2

I'm trying to write code to make it so that a microcontroller can communicate over USB with a PC. I think that the majority of the code is in place, and communication generally works fine so long as it's slow (> ~5ms per message). However, I'd like to make it work with a 0% drop rate at much higher speeds (preferably at a rate of a few dozen to a few hundred microseconds between each message). Communication is configured to use full-speed USB 2.0 protocol, so I have a transmission rate of around 12 MHz.

I'm finding it harder to debug issues with USB relative to (say) CAN because of how the protocol works, but I believe the issue is with the PC-side driver that I wrote to interface with the device.

The device and driver use the two standard control endpoints (physical endpoints 0 and 1) and additionally use two bulk endpoints:

  • BULK 2 Out (physical endpoint 4)
  • BULK 2 In (physical endpoint 5)

Both of these have a maximum packet size of 64 bytes.

The driver I created was more-or-less based on the example code on Microsoft's site. I exported a receiveMessage function and, originally, every time this was called it allocated a 64-byte buffer and requested 64 bytes of data from the BULK 2 In pipe using WinUsb_ReadPipe. There's a 1ms timeout to prevent the application from hanging if there's no data to read.

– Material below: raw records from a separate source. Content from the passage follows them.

//! Angular widths shared by the radial and hyperbolic layouts.
//!
//! A node needs an angle proportional to its diameter divided by its depth (the circumference
//! at depth `d` grows with `d`). A subtree reserves the larger of its root's own width and the sum
//! of its children's subtree widths.

use canopy_graph::util::{self, LevelSpan};
use canopy_graph::{AngleSpan, Graph, PosProp, SkipIgnored, Traversal};
use rustc_hash::{FxHashMap, FxHashSet};
use std::f64::consts::PI;

use crate::dims::NodeDims;

#[derive(Debug, Clone, Default)]
pub struct AngularWidths {
    node: FxHashMap<String, f64>,
    tree: FxHashMap<String, f64>,
}

impl AngularWidths {
    pub fn compute(graph: &Graph, traversal: &mut Traversal, root: &str, dims: &NodeDims) -> Self {
        let mut out = Self::default();
        util::each_bfs(graph, traversal, root, &SkipIgnored, |node, depth| {
            // The root sits at depth 0; treat it as depth 1 so its width stays finite.
            let aw = dims.angular_of(node) / f64::from(depth.max(1));
            out.node.insert(node.id.clone(), aw);
        });
        out.subtree(graph, traversal, root);
        out
    }

    fn subtree(&mut self, graph: &Graph, traversal: &Traversal, id: &str) -> f64 {
        let children: Vec<String> =
            util::get_subnodes(graph, traversal, id, LevelSpan::Range(1, 1), &SkipIgnored)
                .iter()
                .map(|n| n.id.clone())
                .collect();
        let sum: f64 = children
            .iter()
            .map(|child| self.subtree(graph, traversal, child))
            .sum();
        let total = self.node(id).max(sum);
        self.tree.insert(id.to_string(), total);
        total
    }

    /// Width of the node itself; `0` for nodes outside the last computation.
    pub fn node(&self, id: &str) -> f64 {
        self.node.get(id).copied().unwrap_or(0.0)
    }

    pub fn tree(&self, id: &str) -> f64 {
        self.tree.get(id).copied().unwrap_or(0.0)
    }
}

/// Ranks used to keep a parent's children in a fixed circular order.
#[derive(Debug, Clone, Default, PartialEq)]
pub struct ChildOrder {
    pub parent: String,
    pub rank: FxHashMap<String, usize>,
}

/// Splits each parent's angular span among its children, proportionally to their subtree widths,
/// and writes `(theta, rho_for(parent_depth))` into every requested property.
pub(crate) fn distribute(
    graph: &mut Graph,
    traversal: &mut Traversal,
    root: &str,
    widths: &AngularWidths,
    props: &[PosProp],
    order: Option<&ChildOrder>,
    rho_for: impl Fn(i32) -> f64,
) {
    let mut bfs = Vec::new();
    util::each_bfs(graph, traversal, root, &SkipIgnored, |node, depth| {
        bfs.push((node.id.clone(), depth))
    });

    let mut spans: FxHashMap<String, AngleSpan> = FxHashMap::default();
    spans.insert(
        root.to_string(),
        AngleSpan {
            begin: 0.0,
            end: 2.0 * PI,
        },
    );
    let mut placed: FxHashSet<String> = FxHashSet::default();
    placed.insert(root.to_string());
    let mut placements: Vec<(String, f64, f64)> = Vec::new();

    for (id, depth) in &bfs {
        let Some(span) = spans.get(id).copied() else {
            continue;
        };
        let rho = rho_for(*depth);
        let mut subnodes: Vec<String> =
            util::get_subnodes(graph, traversal, id, LevelSpan::Range(1, 1), &SkipIgnored)
                .iter()
                .map(|n| n.id.clone())
                .collect();
        let total: f64 = subnodes.iter().map(|c| widths.tree(c)).sum();

        if let Some(order) = order.filter(|o| o.parent == *id) {
            if subnodes.first().is_some_and(|c| order.rank.contains_key(c)) {
                subnodes.sort_by_key(|c| order.rank.get(c).copied().unwrap_or(usize::MAX));
            }
        }

        let mut angle = span.begin;
        for child in subnodes {
            if !placed.insert(child.clone()) {
                continue;
            }
            let rel = if total > 0.0 {
                widths.tree(&child) / total
            } else {
                0.0
            };
            let proportion = rel * span.width();
            let theta = angle + proportion / 2.0;
            spans.insert(
                child.clone(),
                AngleSpan {
                    begin: angle,
                    end: angle + proportion,
                },
            );
            placements.push((child, theta, rho));
            angle += proportion;
        }
    }

    if let Some(node) = graph.get_node_mut(root) {
        for prop in props {
            node.position_mut(*prop).setp(canopy_graph::Polar::ORIGIN);
        }
    }
    for (id, theta, rho) in placements {
        if let Some(node) = graph.get_node_mut(&id) {
            for prop in props {
                node.position_mut(*prop)
                    .setp(canopy_graph::Polar::new(theta, rho));
            }
        }
    }
    for (id, span) in spans {
        if let Some(node) = graph.get_node_mut(&id) {
            node.angle_span = span;
        }
    }
}
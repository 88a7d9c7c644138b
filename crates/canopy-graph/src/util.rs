//! Traversal utilities over the graph store.
//!
//! The graph itself has no notion of parents or levels: those are derived by
//! [`compute_levels`] from a chosen root and kept in a [`Traversal`] side table, so that nodes stay
//! free of algorithm scratch state and several traversals can coexist.
//!
//! Filters replace the space-separated flag strings of the JS toolkit with a typed predicate over
//! nodes and adjacencies.

use crate::geom::Complex;
use crate::graph::{Adjacency, Graph, Node, PosProp};
use rustc_hash::{FxHashMap, FxHashSet};
use std::collections::VecDeque;

/// Upper bound for open-ended level windows.
pub const UNBOUNDED: i32 = i32::MAX;

/// Decides which nodes and adjacencies a traversal may see.
pub trait Filter {
    fn accept_node(&self, _node: &Node) -> bool {
        true
    }

    fn accept_adjacency(&self, _adj: &Adjacency) -> bool {
        true
    }
}

/// Accepts everything.
#[derive(Debug, Clone, Copy, Default)]
pub struct All;

impl Filter for All {}

/// Skips nodes and adjacencies that an in-flight operation excluded from layout.
#[derive(Debug, Clone, Copy, Default)]
pub struct SkipIgnored;

impl Filter for SkipIgnored {
    fn accept_node(&self, node: &Node) -> bool {
        !node.ignore
    }

    fn accept_adjacency(&self, adj: &Adjacency) -> bool {
        !adj.ignore
    }
}

/// Node predicate filter; adjacencies are always accepted.
pub struct Where<F>(pub F);

impl<F: Fn(&Node) -> bool> Filter for Where<F> {
    fn accept_node(&self, node: &Node) -> bool {
        (self.0)(node)
    }
}

/// Depths and visit marks from one root.
#[derive(Debug, Clone, Default)]
pub struct Traversal {
    root: String,
    depth: FxHashMap<String, i32>,
    flag: FxHashSet<String>,
}

impl Traversal {
    pub fn root(&self) -> &str {
        &self.root
    }

    /// Depth of `id`, or `-1` when the node was not reached.
    pub fn depth(&self, id: &str) -> i32 {
        self.depth.get(id).copied().unwrap_or(-1)
    }

    pub fn is_reached(&self, id: &str) -> bool {
        self.depth.contains_key(id)
    }

    pub fn reached_count(&self) -> usize {
        self.depth.len()
    }

    pub fn max_depth(&self) -> i32 {
        self.depth.values().copied().max().unwrap_or(-1)
    }

    pub fn is_flagged(&self, id: &str) -> bool {
        self.flag.contains(id)
    }

    pub fn set_flag(&mut self, id: &str) {
        self.flag.insert(id.to_string());
    }

    pub fn set_depth(&mut self, id: &str, depth: i32) {
        self.depth.insert(id.to_string(), depth);
    }
}

/// Re-arms the visit marks.
pub fn clean(traversal: &mut Traversal) {
    traversal.flag.clear();
}

pub fn each_node(graph: &Graph, filter: &dyn Filter, mut action: impl FnMut(&Node)) {
    for node in graph.nodes() {
        if filter.accept_node(node) {
            action(node);
        }
    }
}

pub fn each_adjacency(node: &Node, filter: &dyn Filter, mut action: impl FnMut(&Adjacency)) {
    for adj in node.adjacencies() {
        if filter.accept_adjacency(adj) {
            action(adj);
        }
    }
}

fn accepted_neighbors<'g>(
    graph: &'g Graph,
    node: &'g Node,
    filter: &'g dyn Filter,
) -> impl Iterator<Item = &'g Node> + 'g {
    node.adjacencies()
        .filter(move |adj| filter.accept_adjacency(adj))
        .filter_map(move |adj| graph.get_node(&adj.node_to))
        .filter(move |n| filter.accept_node(n))
}

/// Assigns depths from `root` using a FIFO frontier, so every depth is a shortest path length.
pub fn compute_levels(graph: &Graph, root: &str, start_depth: i32, filter: &dyn Filter) -> Traversal {
    let mut traversal = Traversal {
        root: root.to_string(),
        ..Default::default()
    };
    let Some(root_node) = graph.get_node(root) else {
        return traversal;
    };
    if !filter.accept_node(root_node) {
        return traversal;
    }

    traversal.set_depth(root, start_depth);
    let mut queue = VecDeque::from([root_node]);
    while let Some(node) = queue.pop_front() {
        let depth = traversal.depth(&node.id);
        for child in accepted_neighbors(graph, node, filter) {
            if !traversal.is_reached(&child.id) {
                traversal.set_depth(&child.id, depth + 1);
                queue.push_back(child);
            }
        }
    }
    traversal
}

/// Visits every node reachable from `root` once, in breadth-first order.
pub fn each_bfs(
    graph: &Graph,
    traversal: &mut Traversal,
    root: &str,
    filter: &dyn Filter,
    mut action: impl FnMut(&Node, i32),
) {
    clean(traversal);
    let Some(root_node) = graph.get_node(root) else {
        return;
    };
    traversal.set_flag(root);
    let mut queue = VecDeque::from([root_node]);
    while let Some(node) = queue.pop_front() {
        action(node, traversal.depth(&node.id));
        for child in accepted_neighbors(graph, node, filter) {
            if !traversal.is_flagged(&child.id) {
                traversal.set_flag(&child.id);
                queue.push_back(child);
            }
        }
    }
}

/// Visits `id` and its descendants whose depth relative to `id` lies in `[begin, end]`.
///
/// Descent only follows adjacencies to strictly deeper nodes.
pub fn each_level(
    graph: &Graph,
    traversal: &Traversal,
    id: &str,
    begin: i32,
    end: i32,
    filter: &dyn Filter,
    mut action: impl FnMut(&Node, i32),
) {
    let Some(node) = graph.get_node(id) else {
        return;
    };
    let d = traversal.depth(id);
    walk_levels(
        graph,
        traversal,
        node,
        begin.saturating_add(d),
        end.saturating_add(d),
        filter,
        &mut action,
    );
}

fn walk_levels(
    graph: &Graph,
    traversal: &Traversal,
    node: &Node,
    begin: i32,
    end: i32,
    filter: &dyn Filter,
    action: &mut dyn FnMut(&Node, i32),
) {
    let d = traversal.depth(&node.id);
    if d >= begin && d <= end && filter.accept_node(node) {
        action(node, d);
    }
    if d < end {
        for adj in node.adjacencies() {
            if let Some(child) = graph.get_node(&adj.node_to) {
                if traversal.depth(&child.id) > d {
                    walk_levels(graph, traversal, child, begin, end, filter, action);
                }
            }
        }
    }
}

pub fn each_subgraph(
    graph: &Graph,
    traversal: &Traversal,
    id: &str,
    filter: &dyn Filter,
    action: impl FnMut(&Node, i32),
) {
    each_level(graph, traversal, id, 0, UNBOUNDED, filter, action);
}

pub fn each_subnode(
    graph: &Graph,
    traversal: &Traversal,
    id: &str,
    filter: &dyn Filter,
    action: impl FnMut(&Node, i32),
) {
    each_level(graph, traversal, id, 1, 1, filter, action);
}

pub fn any_subnode(
    graph: &Graph,
    traversal: &Traversal,
    id: &str,
    cond: impl Fn(&Node) -> bool,
    filter: &dyn Filter,
) -> bool {
    let mut found = false;
    each_subnode(graph, traversal, id, filter, |n, _| found |= cond(n));
    found
}

/// Relative level window for [`get_subnodes`].
#[derive(Debug, Clone, Copy, PartialEq, Eq)]
pub enum LevelSpan {
    /// This level and everything below it.
    From(i32),
    Range(i32, i32),
}

pub fn get_subnodes<'g>(
    graph: &'g Graph,
    traversal: &Traversal,
    id: &str,
    span: LevelSpan,
    filter: &dyn Filter,
) -> Vec<&'g Node> {
    let (begin, end) = match span {
        LevelSpan::From(level) => (level, UNBOUNDED),
        LevelSpan::Range(begin, end) => (begin, end),
    };
    let mut ids = Vec::new();
    each_level(graph, traversal, id, begin, end, filter, |n, _| {
        ids.push(n.id.clone())
    });
    ids.iter().filter_map(|id| graph.get_node(id)).collect()
}

/// Neighbors strictly closer to the root than `id`.
pub fn get_parents<'g>(graph: &'g Graph, traversal: &Traversal, id: &str) -> Vec<&'g Node> {
    let Some(node) = graph.get_node(id) else {
        return Vec::new();
    };
    let d = traversal.depth(id);
    node.adjacencies()
        .filter_map(|adj| graph.get_node(&adj.node_to))
        .filter(|n| traversal.depth(&n.id) < d)
        .collect()
}

/// Node nearest to `pos` on the `prop` position (squared Euclidean distance).
pub fn closest_node_to_pos<'g>(
    graph: &'g Graph,
    pos: Complex,
    prop: PosProp,
    filter: &dyn Filter,
) -> Option<&'g Node> {
    let distance = |n: &Node| (n.position(prop).getc() - pos).squared_norm();
    let mut best: Option<(&Node, f64)> = None;
    for node in graph.nodes().filter(|n| filter.accept_node(n)) {
        let d = distance(node);
        match best {
            Some((_, bd)) if bd <= d => {}
            _ => best = Some((node, d)),
        }
    }
    best.map(|(n, _)| n)
}

pub fn closest_node_to_origin<'g>(
    graph: &'g Graph,
    prop: PosProp,
    filter: &dyn Filter,
) -> Option<&'g Node> {
    closest_node_to_pos(graph, Complex::ZERO, prop, filter)
}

This essentially means that the rate at which data is read from the pipe is limited to the rate that the application can poll it. If the device is writing data to the pipe faster than the application can read from it, I'm sure that's going to cause problems. I tried to solve the issue by creating a queue and a thread within the driver that does nothing but continuously poll the pipe and store any received messages in the queue, which the application can then read from at leisure using `receiveMessage'. This didn't work very well, though.

What I'd like is a code sample that demonstrates a way to ensure the following:

  • Data can be read from the BULK In pipe as fast as possible.
  • Has a way to 'buffer' messages so that the device can write to the pipe faster than the application can process them for short durations, but no messages are dropped.

I think that one possible approach might be to set up another bulk pipeline between the device and the driver. The device should then store all outgoing messages into a buffer and also keep a separate array containing the number of bytes of each of the messages at the corresponding index within this buffer. Then whenever the application wants to read a set of messages, the driver uses one of these pipelines to request the message byte array from the device. For each value in this array, the driver issues a request for that number of bytes using WinUsb_ReadPipe, which the device services by sending each message across the USB bus in the same order. I'm not sure if this would work or if it's overly complicated, though.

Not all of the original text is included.